#### Work order
Starting at the line that contains "in answer order.", quote each line exactly through the last line of the entries, both included.

START Data shown

//! Discover the endpoints of a cluster service through DNS SRV records.
//!
//! ```no_run
//! # async fn run() -> Result<(), discovery::DiscoveryError> {
//! use discovery::{Discovery, Network};
//!
//! // "etcd" is the service name and "client" the port name it was registered with
//! let endpoints = Discovery::default()
//!     .discover_formatted("etcd", "client", Network::Tcp, "http://{{.Target}}:{{.Port}}")
//!     .await?;
//! # Ok(())
//! # }
//! ```

pub mod config;
pub mod error;
pub mod format;
pub mod resolver;

#[cfg(any(test, feature = "test-util"))]
pub mod testing;

pub use config::{DiscoveryConfig, DnsConfig};
pub use error::{DiscoveryError, Result};
pub use format::{format, Template, TemplateError};
pub use resolver::{DirectLookup, NativeLookup, SrvLookup, SrvQuery, Strategy};
pub use shared::types::{Endpoint, Network};

/// Entry point for lookups. Holds configuration only; every call resolves
/// from scratch.
#[derive(Debug, Clone, Default)]
pub struct Discovery {
    config: DiscoveryConfig,
}

impl Discovery {
    pub fn new(config: DiscoveryConfig) -> Self {
        Self { config }
    }

    pub fn config(&self) -> &DiscoveryConfig {
        &self.config
    }

    /// The strategy every lookup of this instance goes through
    pub fn strategy(&self) -> Strategy {
        self.config.strategy.unwrap_or_else(Strategy::for_platform)
    }

    /// All endpoints of a named port, in the order the resolver returned them.
    /// A service without records yields an empty list.
    pub async fn discover(
        &self,
        service: &str,
        port_name: &str,
        network: Network,
    ) -> Result<Vec<Endpoint>> {
        if service.is_empty() {
            return Err(DiscoveryError::EmptyService);
        }

        let query = SrvQuery::new(service, port_name, network, &self.config);
        let endpoints = match self.strategy() {
            Strategy::Native => NativeLookup::new().lookup_srv(&query).await?,
            Strategy::Direct => DirectLookup::new(&self.config).lookup_srv(&query).await?,
        };

        tracing::debug!(
            query = %query.name(),
            strategy = %self.strategy(),
            count = endpoints.len(),
            "discovered endpoints"
        );
        Ok(endpoints)
    }

    /// The first discovered endpoint
    pub async fn discover_one(
        &self,
        service: &str,
        port_name: &str,
        network: Network,
    ) -> Result<Endpoint> {
        self.discover(service, port_name, network)
            .await?
            .into_iter()
            .next()
            .ok_or_else(|| DiscoveryError::NoEndpoints {
                service: service.to_string(),
            })
    }

    /// Every discovered endpoint rendered through `template`.
    /// The template is compiled before anything is resolved.
    pub async fn discover_formatted(
        &self,
        service: &str,
        port_name: &str,
        network: Network,
        template: &str,
    ) -> Result<Vec<String>> {
        let template = Template::parse(template)?;
        let endpoints = self.discover(service, port_name, network).await?;
        Ok(template.render_all(&endpoints))
    }

    /// The first discovered endpoint rendered through `template`
    pub async fn discover_one_formatted(
        &self,
        service: &str,
        port_name: &str,
        network: Network,
        template: &str,
    ) -> Result<String> {
        let template = Template::parse(template)?;
        let endpoint = self.discover_one(service, port_name, network).await?;
        Ok(template.render(&endpoint))
    }
}

/// `Discovery::default().discover(..)`
pub async fn discover(service: &str, port_name: &str, network: Network) -> Result<Vec<Endpoint>> {
    Discovery::default().discover(service, port_name, network).await
}
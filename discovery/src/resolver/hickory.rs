//! Resolver construction and error classification shared by both strategies.

use std::net::SocketAddr;
use std::time::Duration;
use hickory_proto::op::ResponseCode;
use hickory_proto::ProtoErrorKind;
use hickory_resolver::config::{NameServerConfigGroup, ResolverConfig};
use hickory_resolver::name_server::TokioConnectionProvider;
use hickory_resolver::{ResolveError, ResolveErrorKind, TokioResolver};

/// Asks only `server`: UDP first, TCP when the UDP answer is truncated.
pub(crate) fn single_server(server: SocketAddr) -> ResolverConfig {
    ResolverConfig::from_parts(
        None,
        Vec::new(),
        NameServerConfigGroup::from_ips_clear(&[server.ip()], server.port(), true),
    )
}

/// Builds a resolver without a cache. `None` reads the host configuration.
///
/// With a `timeout` every query is sent once and bounded by it.
pub(crate) fn build(
    config: Option<ResolverConfig>,
    timeout: Option<Duration>,
) -> Result<TokioResolver, ResolveError> {
    let mut builder = match config {
        Some(config) => TokioResolver::builder_with_config(config, TokioConnectionProvider::default()),
        None => TokioResolver::builder_tokio()?,
    };

    let opts = builder.options_mut();
    opts.cache_size = 0;
    if let Some(timeout) = timeout {
        opts.timeout = timeout;
        opts.attempts = 0;
        opts.num_concurrent_reqs = 1;
    }
    Ok(builder.build())
}

/// Response code of a negative answer, `None` for any other failure.
/// NOERROR here means the name exists but holds no SRV records.
pub(crate) fn negative_response(error: &ResolveError) -> Option<ResponseCode> {
    match error.kind() {
        ResolveErrorKind::Proto(proto) => match proto.kind() {
            ProtoErrorKind::NoRecordsFound { response_code, .. } => Some(*response_code),
            _ => None,
        },
        _ => None,
    }
}

pub(crate) fn is_timeout(error: &ResolveError) -> bool {
    match error.kind() {
        ResolveErrorKind::Proto(proto) => matches!(proto.kind(), ProtoErrorKind::Timeout),
        _ => false,
    }
}
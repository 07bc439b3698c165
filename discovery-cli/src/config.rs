use std::path::Path;
use serde::Deserialize;
use anyhow::{Context, Result};
use discovery::DiscoveryConfig;

#[derive(Debug, Clone, Default, Deserialize)]
pub struct Config {
    #[serde(default)]
    pub discovery: DiscoveryConfig,
    #[serde(default)]
    pub output: OutputConfig,
}

#[derive(Debug, Clone, Deserialize)]
pub struct OutputConfig {
    #[serde(default = "default_format")]
    pub format: String,
}

fn default_format() -> String {
    discovery::format::DEFAULT_TEMPLATE.to_string()
}

impl Default for OutputConfig {
    fn default() -> Self {
        Self {
            format: default_format(),
        }
    }
}

impl Config {
    /// Load configuration from a TOML file
    pub fn load(path: impl AsRef<Path>) -> Result<Self> {
        let path = path.as_ref();
        let contents = std::fs::read_to_string(path)
            .with_context(|| format!("Failed to read config file: {}", path.display()))?;

        let config: Config = toml::from_str(&contents)
            .with_context(|| format!("Failed to parse config file: {}", path.display()))?;

        Ok(config)
    }
}
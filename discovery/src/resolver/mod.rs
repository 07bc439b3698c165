//! SRV lookup strategies.
//!
//! Both strategies answer the same question (which endpoints serve a named
//! port of a cluster service) and differ only in which resolver they trust.

pub mod direct;
pub mod native;
pub(crate) mod hickory;

use std::fmt;
use std::future::Future;
use std::str::FromStr;
use serde::Deserialize;
use shared::protocol::{srv_name, DEFAULT_PORT_NAME};
use shared::types::{Endpoint, Network};
use crate::config::DiscoveryConfig;
use crate::error::Result;

pub use direct::DirectLookup;
pub use native::NativeLookup;

/// Which resolver answers SRV queries.
#[derive(Debug, Clone, Copy, PartialEq, Eq, Deserialize)]
#[serde(rename_all = "lowercase")]
pub enum Strategy {
    /// The host's configured resolver
    Native,
    /// A raw query sent straight to the cluster DNS service
    Direct,
}

impl Strategy {
    /// The SRV path of the host resolver on macOS skips `/etc/resolver/*`,
    /// which is where local clusters install their DNS override.
    pub fn for_platform() -> Self {
        if cfg!(target_os = "macos") {
            Strategy::Direct
        } else {
            Strategy::Native
        }
    }
}

impl fmt::Display for Strategy {
    fn fmt(&self, f: &mut fmt::Formatter<'_>) -> fmt::Result {
        match self {
            Strategy::Native => f.write_str("native"),
            Strategy::Direct => f.write_str("direct"),
        }
    }
}

impl FromStr for Strategy {
    type Err = String;

    fn from_str(s: &str) -> std::result::Result<Self, Self::Err> {
        match s.to_ascii_lowercase().as_str() {
            "native" => Ok(Strategy::Native),
            "direct" => Ok(Strategy::Direct),
            _ => Err(format!("unknown strategy '{}', expected 'native' or 'direct'", s)),
        }
    }
}

/// One SRV question, carrying the parameters every answer is stamped with.
#[derive(Debug, Clone)]
pub struct SrvQuery {
    service: String,
    port_name: String,
    network: Network,
    name: String,
}

impl SrvQuery {
    /// An empty `port_name` means [`DEFAULT_PORT_NAME`].
    pub fn new(service: &str, port_name: &str, network: Network, config: &DiscoveryConfig) -> Self {
        let port_name = if port_name.is_empty() { DEFAULT_PORT_NAME } else { port_name };
        let name = srv_name(port_name, network.as_str(), &config.service_fqdn(service));
        Self {
            service: service.to_string(),
            port_name: port_name.to_string(),
            network,
            name,
        }
    }

    pub fn service(&self) -> &str {
        &self.service
    }

    /// The full query name, e.g. `_client._tcp.etcd.default.svc.cluster.local.`
    pub fn name(&self) -> &str {
        &self.name
    }

    /// Turns raw `(target, port)` answers into endpoints, in answer order.
    pub(crate) fn endpoints<I>(&self, answers: I) -> Vec<Endpoint>
    where
        I: IntoIterator<Item = (String, u16)>,
    {
        answers
            .into_iter()
            .filter_map(|(target, port)| {
                if port == 0 {
                    tracing::warn!(query = %self.name, %target, "skipping SRV answer with port 0");
                    return None;
                }
                Some(Endpoint::new(
                    self.service.as_str(),
                    self.port_name.as_str(),
                    self.network,
                    &target,
                    port,
                ))
            })
            .collect()
    }
}

/// A way of answering SRV queries.
pub trait SrvLookup: Send + Sync {
    fn lookup_srv(&self, query: &SrvQuery) -> impl Future<Output = Result<Vec<Endpoint>>> + Send;
}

END Data shown

#### Result for this exercise
    /// Turns raw `(target, port)` answers into endpoints, in answer order.
    pub(crate) fn endpoints<I>(&self, answers: I) -> Vec<Endpoint>
    where
        I: IntoIterator<Item = (String, u16)>,
    {
        answers
            .into_iter()
            .filter_map(|(target, port)| {
                if port == 0 {
                    tracing::warn!(query = %self.name, %target, "skipping SRV answer with port 0");
                    return None;
                }
                Some(Endpoint::new(
                    self.service.as_str(),
                    self.port_name.as_str(),
                    self.network,
                    &target,
                    port,
                ))
            })
            .collect()
    }
}

/// A way of answering SRV queries.
pub trait SrvLookup: Send + Sync {
    fn lookup_srv(&self, query: &SrvQuery) -> impl Future<Output = Result<Vec<Endpoint>>> + Send;
}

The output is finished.